=== DIRECTIONS ===
Check each line of the entries below for the string "EmptyTrace"; copy every line where it appears.

=== Stored data ===

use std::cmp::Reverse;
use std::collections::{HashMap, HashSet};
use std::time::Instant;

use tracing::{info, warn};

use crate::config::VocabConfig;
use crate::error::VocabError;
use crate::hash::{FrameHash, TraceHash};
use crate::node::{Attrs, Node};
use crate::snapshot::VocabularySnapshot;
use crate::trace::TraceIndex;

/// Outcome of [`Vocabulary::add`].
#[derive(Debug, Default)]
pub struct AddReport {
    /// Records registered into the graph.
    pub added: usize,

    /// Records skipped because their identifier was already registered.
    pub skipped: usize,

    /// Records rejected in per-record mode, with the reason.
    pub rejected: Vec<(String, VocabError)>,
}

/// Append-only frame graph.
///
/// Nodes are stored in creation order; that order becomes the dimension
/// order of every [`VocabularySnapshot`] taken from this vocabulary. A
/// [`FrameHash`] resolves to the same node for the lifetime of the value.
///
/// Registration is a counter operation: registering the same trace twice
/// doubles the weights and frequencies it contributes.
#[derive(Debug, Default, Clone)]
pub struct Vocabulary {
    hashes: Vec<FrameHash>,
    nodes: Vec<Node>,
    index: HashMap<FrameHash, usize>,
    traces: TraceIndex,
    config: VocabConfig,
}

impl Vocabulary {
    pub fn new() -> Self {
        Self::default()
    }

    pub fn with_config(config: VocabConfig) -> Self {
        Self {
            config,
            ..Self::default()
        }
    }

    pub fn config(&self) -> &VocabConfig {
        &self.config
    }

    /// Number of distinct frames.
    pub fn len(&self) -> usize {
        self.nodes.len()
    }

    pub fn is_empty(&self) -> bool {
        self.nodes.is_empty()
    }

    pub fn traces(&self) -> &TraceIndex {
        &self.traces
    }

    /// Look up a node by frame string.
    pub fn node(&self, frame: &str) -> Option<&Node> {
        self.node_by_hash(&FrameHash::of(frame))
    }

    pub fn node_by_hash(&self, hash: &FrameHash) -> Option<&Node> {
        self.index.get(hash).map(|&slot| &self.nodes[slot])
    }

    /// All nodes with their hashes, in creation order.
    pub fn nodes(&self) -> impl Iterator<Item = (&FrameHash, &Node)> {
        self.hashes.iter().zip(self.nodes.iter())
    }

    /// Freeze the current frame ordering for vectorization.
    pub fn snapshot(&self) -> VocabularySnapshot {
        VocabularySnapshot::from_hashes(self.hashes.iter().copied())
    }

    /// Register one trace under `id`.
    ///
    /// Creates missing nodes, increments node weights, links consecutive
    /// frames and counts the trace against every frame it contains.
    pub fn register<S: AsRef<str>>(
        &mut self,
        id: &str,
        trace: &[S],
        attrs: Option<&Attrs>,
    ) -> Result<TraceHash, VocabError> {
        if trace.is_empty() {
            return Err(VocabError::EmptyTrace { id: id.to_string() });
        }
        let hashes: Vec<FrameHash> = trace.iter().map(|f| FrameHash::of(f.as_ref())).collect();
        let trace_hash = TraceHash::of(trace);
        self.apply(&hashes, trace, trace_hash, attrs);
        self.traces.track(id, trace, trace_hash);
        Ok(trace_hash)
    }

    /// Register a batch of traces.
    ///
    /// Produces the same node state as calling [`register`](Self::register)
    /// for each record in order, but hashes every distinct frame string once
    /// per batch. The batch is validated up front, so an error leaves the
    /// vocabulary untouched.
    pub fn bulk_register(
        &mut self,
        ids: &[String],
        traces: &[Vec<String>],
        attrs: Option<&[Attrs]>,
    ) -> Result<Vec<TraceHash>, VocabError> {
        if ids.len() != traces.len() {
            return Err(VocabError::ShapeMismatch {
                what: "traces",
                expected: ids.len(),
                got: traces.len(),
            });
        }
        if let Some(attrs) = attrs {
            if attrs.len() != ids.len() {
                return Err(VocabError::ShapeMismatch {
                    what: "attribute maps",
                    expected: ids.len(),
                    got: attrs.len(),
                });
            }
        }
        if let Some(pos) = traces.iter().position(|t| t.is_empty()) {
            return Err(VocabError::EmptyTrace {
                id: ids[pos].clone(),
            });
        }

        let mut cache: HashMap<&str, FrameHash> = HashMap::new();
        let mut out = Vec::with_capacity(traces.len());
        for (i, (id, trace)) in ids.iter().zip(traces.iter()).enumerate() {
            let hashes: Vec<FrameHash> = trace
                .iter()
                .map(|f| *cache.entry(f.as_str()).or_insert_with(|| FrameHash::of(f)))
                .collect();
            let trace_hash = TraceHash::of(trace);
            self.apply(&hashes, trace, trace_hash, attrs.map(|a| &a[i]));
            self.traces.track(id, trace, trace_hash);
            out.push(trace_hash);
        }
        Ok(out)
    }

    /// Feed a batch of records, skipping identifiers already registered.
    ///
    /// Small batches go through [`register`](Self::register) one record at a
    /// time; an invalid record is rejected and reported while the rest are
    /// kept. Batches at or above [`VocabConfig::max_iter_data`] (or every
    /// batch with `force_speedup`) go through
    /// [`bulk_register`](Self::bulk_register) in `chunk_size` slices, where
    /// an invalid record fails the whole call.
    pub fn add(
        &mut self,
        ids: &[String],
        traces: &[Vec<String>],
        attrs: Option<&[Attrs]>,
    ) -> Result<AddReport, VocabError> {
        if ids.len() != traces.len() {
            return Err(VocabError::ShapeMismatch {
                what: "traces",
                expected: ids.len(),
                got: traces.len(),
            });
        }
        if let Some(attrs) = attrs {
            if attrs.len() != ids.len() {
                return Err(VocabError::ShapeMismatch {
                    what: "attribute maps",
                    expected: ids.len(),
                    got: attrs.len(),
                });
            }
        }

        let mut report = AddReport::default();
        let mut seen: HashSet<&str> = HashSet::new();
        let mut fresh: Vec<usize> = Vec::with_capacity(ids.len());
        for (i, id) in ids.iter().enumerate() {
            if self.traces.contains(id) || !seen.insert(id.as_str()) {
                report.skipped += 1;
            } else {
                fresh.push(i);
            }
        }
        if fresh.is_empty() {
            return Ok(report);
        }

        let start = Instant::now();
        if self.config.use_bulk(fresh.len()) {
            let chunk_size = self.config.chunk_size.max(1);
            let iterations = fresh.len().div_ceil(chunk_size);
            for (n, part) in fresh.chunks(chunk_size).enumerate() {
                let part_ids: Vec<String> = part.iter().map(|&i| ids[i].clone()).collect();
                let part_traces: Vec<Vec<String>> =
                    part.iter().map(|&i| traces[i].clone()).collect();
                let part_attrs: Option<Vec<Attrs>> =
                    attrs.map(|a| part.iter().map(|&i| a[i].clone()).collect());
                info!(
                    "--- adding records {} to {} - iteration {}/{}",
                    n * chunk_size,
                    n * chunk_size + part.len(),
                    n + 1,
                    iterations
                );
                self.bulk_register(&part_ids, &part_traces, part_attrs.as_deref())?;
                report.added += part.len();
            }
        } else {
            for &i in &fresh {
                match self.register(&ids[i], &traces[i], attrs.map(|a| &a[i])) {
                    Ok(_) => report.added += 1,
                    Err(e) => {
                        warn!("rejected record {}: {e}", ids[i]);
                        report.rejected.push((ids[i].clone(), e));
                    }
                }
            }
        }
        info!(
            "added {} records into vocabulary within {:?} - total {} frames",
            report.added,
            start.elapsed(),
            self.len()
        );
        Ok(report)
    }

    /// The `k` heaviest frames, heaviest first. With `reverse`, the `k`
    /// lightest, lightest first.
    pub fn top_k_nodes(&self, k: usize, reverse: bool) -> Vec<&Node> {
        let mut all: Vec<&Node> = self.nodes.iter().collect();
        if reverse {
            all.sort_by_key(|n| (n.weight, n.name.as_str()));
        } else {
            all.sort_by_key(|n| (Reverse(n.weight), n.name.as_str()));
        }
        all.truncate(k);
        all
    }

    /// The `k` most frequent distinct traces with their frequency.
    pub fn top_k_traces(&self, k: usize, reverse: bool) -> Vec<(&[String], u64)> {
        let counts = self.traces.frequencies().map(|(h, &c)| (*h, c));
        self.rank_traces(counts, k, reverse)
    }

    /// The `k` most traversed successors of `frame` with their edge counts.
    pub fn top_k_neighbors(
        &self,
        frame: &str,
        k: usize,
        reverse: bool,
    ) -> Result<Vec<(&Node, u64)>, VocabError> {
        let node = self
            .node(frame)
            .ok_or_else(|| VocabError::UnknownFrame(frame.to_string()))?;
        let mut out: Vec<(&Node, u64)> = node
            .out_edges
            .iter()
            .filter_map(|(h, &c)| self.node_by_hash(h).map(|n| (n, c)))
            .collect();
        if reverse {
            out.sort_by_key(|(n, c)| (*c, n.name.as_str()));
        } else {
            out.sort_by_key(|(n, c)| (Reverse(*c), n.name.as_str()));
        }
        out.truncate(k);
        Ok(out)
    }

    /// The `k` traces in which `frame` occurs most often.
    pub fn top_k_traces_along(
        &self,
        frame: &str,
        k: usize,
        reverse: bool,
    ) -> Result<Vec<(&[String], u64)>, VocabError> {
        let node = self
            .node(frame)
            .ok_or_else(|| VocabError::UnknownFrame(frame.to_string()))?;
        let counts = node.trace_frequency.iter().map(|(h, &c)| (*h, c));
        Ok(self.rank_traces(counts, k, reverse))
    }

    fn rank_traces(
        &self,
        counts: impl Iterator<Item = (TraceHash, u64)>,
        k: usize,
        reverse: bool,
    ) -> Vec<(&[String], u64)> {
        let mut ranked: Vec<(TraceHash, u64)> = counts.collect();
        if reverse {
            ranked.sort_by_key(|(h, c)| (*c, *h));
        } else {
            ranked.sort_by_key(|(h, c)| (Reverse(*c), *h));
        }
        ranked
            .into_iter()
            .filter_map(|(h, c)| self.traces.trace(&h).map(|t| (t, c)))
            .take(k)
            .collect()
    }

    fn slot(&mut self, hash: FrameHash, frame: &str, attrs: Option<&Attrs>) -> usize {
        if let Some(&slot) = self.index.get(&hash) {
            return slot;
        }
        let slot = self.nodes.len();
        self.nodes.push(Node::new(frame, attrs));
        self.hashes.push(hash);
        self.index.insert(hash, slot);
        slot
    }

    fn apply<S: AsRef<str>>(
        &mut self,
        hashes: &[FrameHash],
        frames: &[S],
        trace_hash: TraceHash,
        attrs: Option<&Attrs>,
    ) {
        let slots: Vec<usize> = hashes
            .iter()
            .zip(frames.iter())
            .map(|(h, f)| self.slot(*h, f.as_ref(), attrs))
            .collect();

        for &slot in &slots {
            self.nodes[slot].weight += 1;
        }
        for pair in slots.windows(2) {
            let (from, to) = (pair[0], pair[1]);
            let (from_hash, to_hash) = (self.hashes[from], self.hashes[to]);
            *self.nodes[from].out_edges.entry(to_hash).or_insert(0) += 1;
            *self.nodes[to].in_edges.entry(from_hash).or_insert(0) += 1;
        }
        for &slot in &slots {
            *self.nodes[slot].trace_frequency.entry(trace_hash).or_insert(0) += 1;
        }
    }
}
--
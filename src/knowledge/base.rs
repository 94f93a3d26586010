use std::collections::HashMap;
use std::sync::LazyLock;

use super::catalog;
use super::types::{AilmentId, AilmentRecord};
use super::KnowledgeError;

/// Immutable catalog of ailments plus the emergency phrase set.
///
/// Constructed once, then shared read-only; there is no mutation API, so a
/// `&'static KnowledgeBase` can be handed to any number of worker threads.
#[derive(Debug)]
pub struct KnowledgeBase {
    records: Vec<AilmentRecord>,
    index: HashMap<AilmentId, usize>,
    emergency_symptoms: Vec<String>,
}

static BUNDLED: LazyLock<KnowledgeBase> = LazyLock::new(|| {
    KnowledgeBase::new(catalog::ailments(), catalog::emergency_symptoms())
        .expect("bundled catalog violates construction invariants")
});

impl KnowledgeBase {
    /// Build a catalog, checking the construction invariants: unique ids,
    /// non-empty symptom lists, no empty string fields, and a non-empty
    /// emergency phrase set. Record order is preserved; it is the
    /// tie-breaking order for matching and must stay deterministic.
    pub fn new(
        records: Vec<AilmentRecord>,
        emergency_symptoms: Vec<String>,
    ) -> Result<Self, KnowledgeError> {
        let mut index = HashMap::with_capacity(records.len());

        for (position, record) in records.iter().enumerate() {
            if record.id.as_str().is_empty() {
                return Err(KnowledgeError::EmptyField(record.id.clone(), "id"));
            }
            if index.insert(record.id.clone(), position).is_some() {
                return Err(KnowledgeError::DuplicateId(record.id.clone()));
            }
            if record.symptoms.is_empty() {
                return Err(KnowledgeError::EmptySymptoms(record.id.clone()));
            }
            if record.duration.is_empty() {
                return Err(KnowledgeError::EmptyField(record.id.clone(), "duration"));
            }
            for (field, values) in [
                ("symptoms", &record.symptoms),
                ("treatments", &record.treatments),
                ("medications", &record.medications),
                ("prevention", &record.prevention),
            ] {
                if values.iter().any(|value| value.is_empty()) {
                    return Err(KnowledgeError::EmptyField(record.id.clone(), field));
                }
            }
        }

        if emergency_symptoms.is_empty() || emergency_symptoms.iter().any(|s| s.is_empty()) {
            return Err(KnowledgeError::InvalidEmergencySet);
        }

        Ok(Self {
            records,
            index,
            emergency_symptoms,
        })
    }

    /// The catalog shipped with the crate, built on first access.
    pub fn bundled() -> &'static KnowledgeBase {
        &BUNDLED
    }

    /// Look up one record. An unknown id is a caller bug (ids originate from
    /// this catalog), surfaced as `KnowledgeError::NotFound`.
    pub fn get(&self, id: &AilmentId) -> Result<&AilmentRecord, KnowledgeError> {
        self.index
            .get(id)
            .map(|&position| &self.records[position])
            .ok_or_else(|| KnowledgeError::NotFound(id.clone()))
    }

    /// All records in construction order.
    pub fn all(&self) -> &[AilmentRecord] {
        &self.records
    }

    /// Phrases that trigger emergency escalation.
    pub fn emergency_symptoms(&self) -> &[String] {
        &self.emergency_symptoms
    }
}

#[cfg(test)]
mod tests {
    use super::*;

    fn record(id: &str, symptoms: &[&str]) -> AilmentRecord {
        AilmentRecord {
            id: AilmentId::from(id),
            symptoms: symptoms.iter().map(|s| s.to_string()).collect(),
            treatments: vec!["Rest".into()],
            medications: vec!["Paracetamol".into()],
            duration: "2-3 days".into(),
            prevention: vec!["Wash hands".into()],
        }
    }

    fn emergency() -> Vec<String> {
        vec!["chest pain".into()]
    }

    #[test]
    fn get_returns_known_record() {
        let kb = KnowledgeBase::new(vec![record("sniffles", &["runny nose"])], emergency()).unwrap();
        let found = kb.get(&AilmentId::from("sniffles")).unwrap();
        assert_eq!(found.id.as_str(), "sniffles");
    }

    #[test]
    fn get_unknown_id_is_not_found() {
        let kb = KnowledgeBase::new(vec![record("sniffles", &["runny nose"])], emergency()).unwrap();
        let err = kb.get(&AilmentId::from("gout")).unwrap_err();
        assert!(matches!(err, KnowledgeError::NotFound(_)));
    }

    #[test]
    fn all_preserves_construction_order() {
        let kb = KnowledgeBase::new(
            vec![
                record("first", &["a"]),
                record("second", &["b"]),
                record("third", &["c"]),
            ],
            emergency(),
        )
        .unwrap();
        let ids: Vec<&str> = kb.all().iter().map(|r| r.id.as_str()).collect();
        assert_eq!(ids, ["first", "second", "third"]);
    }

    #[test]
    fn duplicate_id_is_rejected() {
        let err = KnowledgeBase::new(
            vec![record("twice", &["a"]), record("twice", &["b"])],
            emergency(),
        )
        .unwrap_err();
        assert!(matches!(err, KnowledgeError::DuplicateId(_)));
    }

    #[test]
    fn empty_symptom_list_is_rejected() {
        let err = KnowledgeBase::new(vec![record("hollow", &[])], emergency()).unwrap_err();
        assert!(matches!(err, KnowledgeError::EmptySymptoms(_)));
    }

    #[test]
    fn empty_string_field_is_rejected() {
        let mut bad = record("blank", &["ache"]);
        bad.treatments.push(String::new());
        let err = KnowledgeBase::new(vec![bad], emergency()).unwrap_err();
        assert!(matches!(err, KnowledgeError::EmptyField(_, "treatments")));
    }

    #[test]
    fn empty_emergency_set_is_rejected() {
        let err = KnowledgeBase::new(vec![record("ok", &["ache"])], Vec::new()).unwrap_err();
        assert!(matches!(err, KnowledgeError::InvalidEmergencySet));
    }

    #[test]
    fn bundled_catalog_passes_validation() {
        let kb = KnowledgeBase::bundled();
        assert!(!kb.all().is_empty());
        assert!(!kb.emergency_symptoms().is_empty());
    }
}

=== YOUR SOLUTION ===
            return Err(VocabError::EmptyTrace { id: id.to_string() });
            return Err(VocabError::EmptyTrace {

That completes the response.